After Landing

If you feel unwell after arriving or become ill at your accommodation, seek medical attention as soon as possible.

Best Ways to Avoid Jet Lag

What is jet lag?

  • Jet lag can easily occur when you fly to a time zone that is different from the one you are accustomed to by five hours or more.
  • The symptoms of jet lag include difficulties in sleeping, sleepiness during the day, tiredness, and grogginess.
  • The effects of jet lag are stronger when flying east than west.
    Using JAL's World Clock you can check the local time at major cities worldwide.

Good Use of Time

When the length of stay is two to three days

  • Be sure to get enough rest and sleep before your departure.
  • It may be easier to sleep according to your home time, rather than trying to adjust to the local time at your destination.

When the stay is longer

  • Be sure to get enough rest and sleep before your departure.
  • When traveling east (i.e., from Japan to North America) try going to bed and getting up progressively earlier several days before your departure.
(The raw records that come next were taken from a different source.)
//! Configuration Loader
//!
//! Loads a [`BrokerConfig`] from a TOML, YAML or JSON file with the `config`
//! crate, then overlays `BROKER__`-prefixed environment variables:
//!
//! ```text
//! BROKER__EXCHANGE__NAME=orders
//! BROKER__EXCHANGE__DURABLE=false
//! ```
//!
//! Keys missing from every source stay unset; defaults are applied later by
//! the [`ExchangeConfig`](super::ExchangeConfig) accessors, never here.

use std::path::Path;

use config::builder::DefaultState;
use config::{Config, ConfigBuilder, Environment, File, FileFormat};
use serde::de::DeserializeOwned;
use tracing::{debug, info};

use super::BrokerConfig;
use crate::constants::env;
use crate::error::{TopologyError, TopologyResult};

/// Supported configuration file formats
#[derive(Debug, Clone, Copy, PartialEq, Eq)]
pub enum ConfigFormat {
    Toml,
    Yaml,
    Json,
}

impl From<ConfigFormat> for FileFormat {
    fn from(format: ConfigFormat) -> Self {
        match format {
            ConfigFormat::Toml => FileFormat::Toml,
            ConfigFormat::Yaml => FileFormat::Yaml,
            ConfigFormat::Json => FileFormat::Json,
        }
    }
}

impl ConfigFormat {
    /// Pick a format from a file extension
    pub fn from_extension(extension: &str) -> Option<Self> {
        match extension.to_ascii_lowercase().as_str() {
            "toml" => Some(Self::Toml),
            "yaml" | "yml" => Some(Self::Yaml),
            "json" => Some(Self::Json),
            _ => None,
        }
    }
}

/// Loader for broker topology configuration
pub struct ConfigLoader;

impl ConfigLoader {
    /// Detect environment from BROKER_ENV or default to "development"
    pub fn detect_environment() -> String {
        std::env::var(env::ENVIRONMENT).unwrap_or_else(|_| "development".to_string())
    }

    /// Load configuration from the file named by BROKER_CONFIG_PATH
    pub fn load_from_env<C: DeserializeOwned>() -> TopologyResult<BrokerConfig<C>> {
        let environment = Self::detect_environment();
        let config_path = std::env::var(env::CONFIG_PATH).map_err(|_| {
            TopologyError::configuration(
                "loader",
                format!(
                    "{} environment variable not set. Set it to the path of your broker configuration file.",
                    env::CONFIG_PATH
                ),
            )
        })?;

        info!(
            config_path = %config_path,
            environment = %environment,
            "Loading broker configuration"
        );

        Self::load_from_path(config_path)
    }

    /// Load configuration from a specific file, with environment overrides
    pub fn load_from_path<C: DeserializeOwned>(
        path: impl AsRef<Path>,
    ) -> TopologyResult<BrokerConfig<C>> {
        let path = path.as_ref();
        if !path.is_file() {
            return Err(TopologyError::configuration(
                "loader",
                format!("configuration file not found: {}", path.display()),
            ));
        }

        let format = path
            .extension()
            .and_then(|ext| ext.to_str())
            .and_then(ConfigFormat::from_extension)
            .ok_or_else(|| {
                TopologyError::invalid_value(
                    "path",
                    path.display().to_string(),
                    "expected a .toml, .yaml, .yml or .json file",
                )
            })?;

        let builder = Config::builder()
            .add_source(File::from(path).format(FileFormat::from(format)))
            .add_source(
                Environment::with_prefix(env::OVERRIDE_PREFIX)
                    .prefix_separator(env::OVERRIDE_SEPARATOR)
                    .separator(env::OVERRIDE_SEPARATOR)
                    .try_parsing(true),
            );

        let config = Self::build(builder)?;
        info!(path = %path.display(), "Broker configuration loaded");
        Ok(config)
    }

    /// Load configuration from an in-memory document, without environment overrides
    pub fn load_from_str<C: DeserializeOwned>(
        contents: &str,
        format: ConfigFormat,
    ) -> TopologyResult<BrokerConfig<C>> {
        let builder =
            Config::builder().add_source(File::from_str(contents, FileFormat::from(format)));
        Self::build(builder)
    }

    fn build<C: DeserializeOwned>(
        builder: ConfigBuilder<DefaultState>,
    ) -> TopologyResult<BrokerConfig<C>> {
        let config: BrokerConfig<C> = builder.build()?.try_deserialize()?;
        debug!(
            exchange = %config.exchange.name().unwrap_or("<unset>"),
            consumers = config.consumers.len(),
            explicit_fields = ?config.exchange.explicit_fields(),
            "Deserialized broker configuration"
        );
        Ok(config)
    }
}
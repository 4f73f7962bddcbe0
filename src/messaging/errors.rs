//! # Channel Error Types
//!
//! Failures reported by the broker channel collaborator. These are wrapped in
//! `TopologyError::ProvisioningFailed` before reaching the caller.

use thiserror::Error;

/// Failures from a single exchange declaration on a channel
#[derive(Error, Debug, Clone, PartialEq, Eq)]
pub enum ChannelError {
    /// The exchange exists with different parameters (AMQP 406)
    #[error("Precondition failed: {message}")]
    PreconditionFailed { message: String },

    /// The channel or its connection is no longer usable
    #[error("Channel closed: {message}")]
    ChannelClosed { message: String },

    /// Any other broker or protocol failure
    #[error("Broker error: {message}")]
    Broker { message: String },
}

impl ChannelError {
    /// Create a precondition failed error
    pub fn precondition_failed(message: impl Into<String>) -> Self {
        Self::PreconditionFailed {
            message: message.into(),
        }
    }

    /// Create a channel closed error
    pub fn closed(message: impl Into<String>) -> Self {
        Self::ChannelClosed {
            message: message.into(),
        }
    }

    /// Create a generic broker error
    pub fn broker(message: impl Into<String>) -> Self {
        Self::Broker {
            message: message.into(),
        }
    }

    /// Whether the failure came from the connection rather than the declaration.
    /// Callers that own the session may reconnect and declare again.
    pub fn is_connection_level(&self) -> bool {
        matches!(self, Self::ChannelClosed { .. })
    }
}

/// Conversion from lapin errors, classified by the AMQP reply they carry
impl From<lapin::Error> for ChannelError {
    fn from(err: lapin::Error) -> Self {
        let error_str = err.to_string();
        if error_str.contains("PRECONDITION_FAILED") || error_str.contains("406") {
            ChannelError::precondition_failed(error_str)
        } else if matches!(
            err,
            lapin::Error::InvalidChannelState(_)
                | lapin::Error::InvalidConnectionState(_)
                | lapin::Error::IOError(_)
        ) {
            ChannelError::closed(error_str)
        } else {
            ChannelError::broker(error_str)
        }
    }
}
When traveling west (i.e., Japan to Europe) do the opposite and go to bed later and get up later.
  • When onboard, set your watch to the destination time. Try to fall asleep as soon as possible when traveling east.
  • After your arrival, try to keep your schedule on local time.
  • Take advantage of bright sunlight to help your body's internal clock reset to the local time.
For example, if you are traveling from Japan to the west coast of North America, spend the first day sunbathing by the seaside or the pool, walking, shopping, or being active (fast walking, swimming, tennis, golf, etc.) starting around noon local time (early morning in Japan).

Sleeping Medication

For severe insomnia, take sleeping medication under the guidance of your doctor. However, do not mix sleeping medication with alcohol.